Task brief:
Count the lines in the entries below that mention the string "data", then write that number by itself.

----------------

//! # 统一错误处理模块
//!
//! 定义 bandkit 的所有错误类型，使用 `thiserror` 派生。
//!
//! ## 依赖关系
//! - 被所有其他模块使用
//! - 无外部模块依赖

use thiserror::Error;

/// bandkit 统一错误类型
#[derive(Error, Debug)]
pub enum BandkitError {
    // ─────────────────────────────────────────────────────────────
    // I/O 错误
    // ─────────────────────────────────────────────────────────────
    #[error("Failed to read file: {path}")]
    FileReadError {
        path: String,
        #[source]
        source: std::io::Error,
    },

    #[error("Failed to write file: {path}")]
    FileWriteError {
        path: String,
        #[source]
        source: std::io::Error,
    },

    #[error("Failed to remove: {path}")]
    RemoveError {
        path: String,
        #[source]
        source: std::io::Error,
    },

    #[error("Directory not found: {path}")]
    DirectoryNotFound { path: String },

    #[error("File not found: {path}")]
    FileNotFound { path: String },

    // ─────────────────────────────────────────────────────────────
    // 解析错误
    // ─────────────────────────────────────────────────────────────
    #[error("Failed to parse {format} file: {path}\nReason: {reason}")]
    ParseError {
        format: String,
        path: String,
        reason: String,
    },

    #[error("Malformed fatband data in {path}: {reason}")]
    MalformedRecord { path: String, reason: String },

    #[error("Unsupported format: {0}")]
    UnsupportedFormat(String),

    // ─────────────────────────────────────────────────────────────
    // k 路径错误
    // ─────────────────────────────────────────────────────────────
    #[error(
        "Cannot locate high-symmetry point '{label}' on the sampled path \
         (expected distance {expected:.6}); the cell, path and point count \
         are inconsistent"
    )]
    PathResolution { label: String, expected: f64 },

    #[error("Unknown high-symmetry point '{label}' for {kind} lattice")]
    UnknownSymmetryPoint { label: String, kind: String },

    #[error("Cannot classify lattice: {0}")]
    UnknownLattice(String),

    // ─────────────────────────────────────────────────────────────
    // 绘图错误
    // ─────────────────────────────────────────────────────────────
    #[error("Not enough data to draw band plot: {0}")]
    RenderPrecondition(String),

    // ─────────────────────────────────────────────────────────────
    // 参数错误
    // ─────────────────────────────────────────────────────────────
    #[error("Invalid argument: {0}")]
    InvalidArgument(String),

    // ─────────────────────────────────────────────────────────────
    // CSV 错误
    // ─────────────────────────────────────────────────────────────
    #[error("CSV error: {0}")]
    CsvError(#[from] csv::Error),

    // ─────────────────────────────────────────────────────────────
    // 其他
    // ─────────────────────────────────────────────────────────────
    #[error("{0}")]
    Other(String),
}

/// Result 类型别名
pub type Result<T> = std::result::Result<T, BandkitError>;
//! # fatband 输出文件解析器
//!
//! 解析逐 k 点谱权重的定长文本记录，并按能带数切分成等长分组。
//!
//! ## 文件格式说明
//! ```text
//! # Abinit FATBANDS header          <- `#` `@` `&` 开头的行忽略
//! @    legend line
//!   0.000000   -5.123456   0.031415  <- distance  energy  weight
//!   1.000000   -5.098765   0.027182
//! &
//! ```
//! 数据行至少三列，多余列忽略；全部数据行数必须被能带数整除，
//! 第 i 组对应文件中第 i 条能带。
//!
//! ## 依赖关系
//! - 被 `commands/band.rs` 使用
//! - 使用 `models/band.rs`

use crate::error::{BandkitError, Result};
use crate::models::{BandRecord, BandSet};
use std::fs;
use std::path::Path;

/// 注释/标头行的起始标记
const COMMENT_MARKERS: [char; 3] = ['#', '@', '&'];

/// 解析 fatband 文件
pub fn parse_fatband_file(path: &Path, nband: usize) -> Result<BandSet> {
    if !path.exists() {
        return Err(BandkitError::FileNotFound {
            path: path.display().to_string(),
        });
    }

    let content = fs::read_to_string(path).map_err(|e| BandkitError::FileReadError {
        path: path.display().to_string(),
        source: e,
    })?;

    parse_fatband_content(&content, &path.display().to_string(), nband)
}

/// 从字符串内容解析 fatband 记录
pub fn parse_fatband_content(content: &str, name: &str, nband: usize) -> Result<BandSet> {
    if nband == 0 {
        return Err(BandkitError::InvalidArgument(
            "band count must be at least 1".to_string(),
        ));
    }

    let malformed = |reason: String| BandkitError::MalformedRecord {
        path: name.to_string(),
        reason,
    };

    let mut rows: Vec<BandRecord> = Vec::new();

    for (lineno, line) in content.lines().enumerate() {
        if line.trim().is_empty() || line.starts_with(&COMMENT_MARKERS[..]) {
            continue;
        }

        let fields: Vec<&str> = line.split_whitespace().collect();
        if fields.len() < 3 {
            return Err(malformed(format!(
                "line {}: expected at least 3 numeric fields, found {}",
                lineno + 1,
                fields.len()
            )));
        }

        let mut values = [0.0f64; 3];
        for (i, field) in fields.iter().take(3).enumerate() {
            values[i] = field.parse().map_err(|_| {
                malformed(format!(
                    "line {}: cannot parse numeric field '{}'",
                    lineno + 1,
                    field
                ))
            })?;
        }

        rows.push(BandRecord {
            distance: values[0],
            energy: values[1],
            weight: values[2],
        });
    }

    if rows.len() % nband != 0 {
        return Err(malformed(format!(
            "{} data rows cannot be split into {} equal bands",
            rows.len(),
            nband
        )));
    }

    let rows_per_band = rows.len() / nband;
    let mut bands: Vec<Vec<BandRecord>> = Vec::with_capacity(nband);
    let mut rest = rows.as_slice();
    for _ in 0..nband {
        let (group, tail) = rest.split_at(rows_per_band);
        bands.push(group.to_vec());
        rest = tail;
    }

    Ok(BandSet::from_groups(bands))
}

#[cfg(test)]
mod tests {
    use super::*;

    /// 生成 nrows 条合成数据行，随带若干标头行
    fn synthetic(nrows: usize) -> String {
        let mut s = String::from("# fatband header\n@ legend\n");
        for i in 0..nrows {
            s.push_str(&format!("{} {:.6} {:.6}\n", i % 300, -5.0 + i as f64 * 1e-3, 0.01));
        }
        s.push_str("&\n");
        s
    }

    #[test]
    fn test_parse_splits_into_equal_bands() {
        let content = synthetic(12000);
        let set = parse_fatband_content(&content, "test", 30).unwrap();

        assert_eq!(set.nbands(), 30);
        assert_eq!(set.rows_per_band(), 400);
        for band in set.iter() {
            assert_eq!(band.len(), 400);
        }
    }

    #[test]
    fn test_parse_preserves_row_order() {
        let content = "\
1 -1.0 0.1
2 -2.0 0.2
3 -3.0 0.3
4 -4.0 0.4
";
        let set = parse_fatband_content(content, "test", 2).unwrap();
        let flat: Vec<f64> = set.iter().flatten().map(|r| r.distance).collect();
        assert_eq!(flat, vec![1.0, 2.0, 3.0, 4.0]);

        let first: Vec<f64> = set.iter().next().unwrap().iter().map(|r| r.energy).collect();
        assert_eq!(first, vec![-1.0, -2.0]);
    }

    #[test]
    fn test_parse_rejects_indivisible_row_count() {
        let content = synthetic(12001);
        let err = parse_fatband_content(&content, "test", 30).unwrap_err();
        assert!(matches!(err, BandkitError::MalformedRecord { .. }));
    }

    #[test]
    fn test_comment_and_blank_lines_excluded() {
        let content = "\
# header
0 -1.0 0.1

@ G
1 -1.1 0.2
& legend
2 -1.2 0.3
3 -1.3 0.4
";
        let set = parse_fatband_content(content, "test", 2).unwrap();
        assert_eq!(set.nbands(), 2);
        assert_eq!(set.rows_per_band(), 2);
    }

    #[test]
    fn test_extra_fields_tolerated() {
        // 前三列之外的列不参与解析
        let set = parse_fatband_content("0 -1.0 0.1 0.9 1.2\n", "test", 1).unwrap();
        assert_eq!(set.rows_per_band(), 1);
    }

    #[test]
    fn test_short_row_rejected() {
        let err = parse_fatband_content("0 -1.0\n", "test", 1).unwrap_err();
        assert!(matches!(err, BandkitError::MalformedRecord { .. }));
    }

    #[test]
    fn test_non_numeric_field_rejected() {
        let err = parse_fatband_content("0 abc 0.1\n", "test", 1).unwrap_err();
        assert!(matches!(err, BandkitError::MalformedRecord { .. }));
    }

    #[test]
    fn test_zero_band_count_rejected() {
        let err = parse_fatband_content("0 -1.0 0.1\n", "test", 0).unwrap_err();
        assert!(matches!(err, BandkitError::InvalidArgument(_)));
    }

    #[test]
    fn test_missing_file() {
        let err = parse_fatband_file(Path::new("no_such_fatband_file"), 1).unwrap_err();
        assert!(matches!(err, BandkitError::FileNotFound { .. }));
    }
}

----------------

Output of the task:
3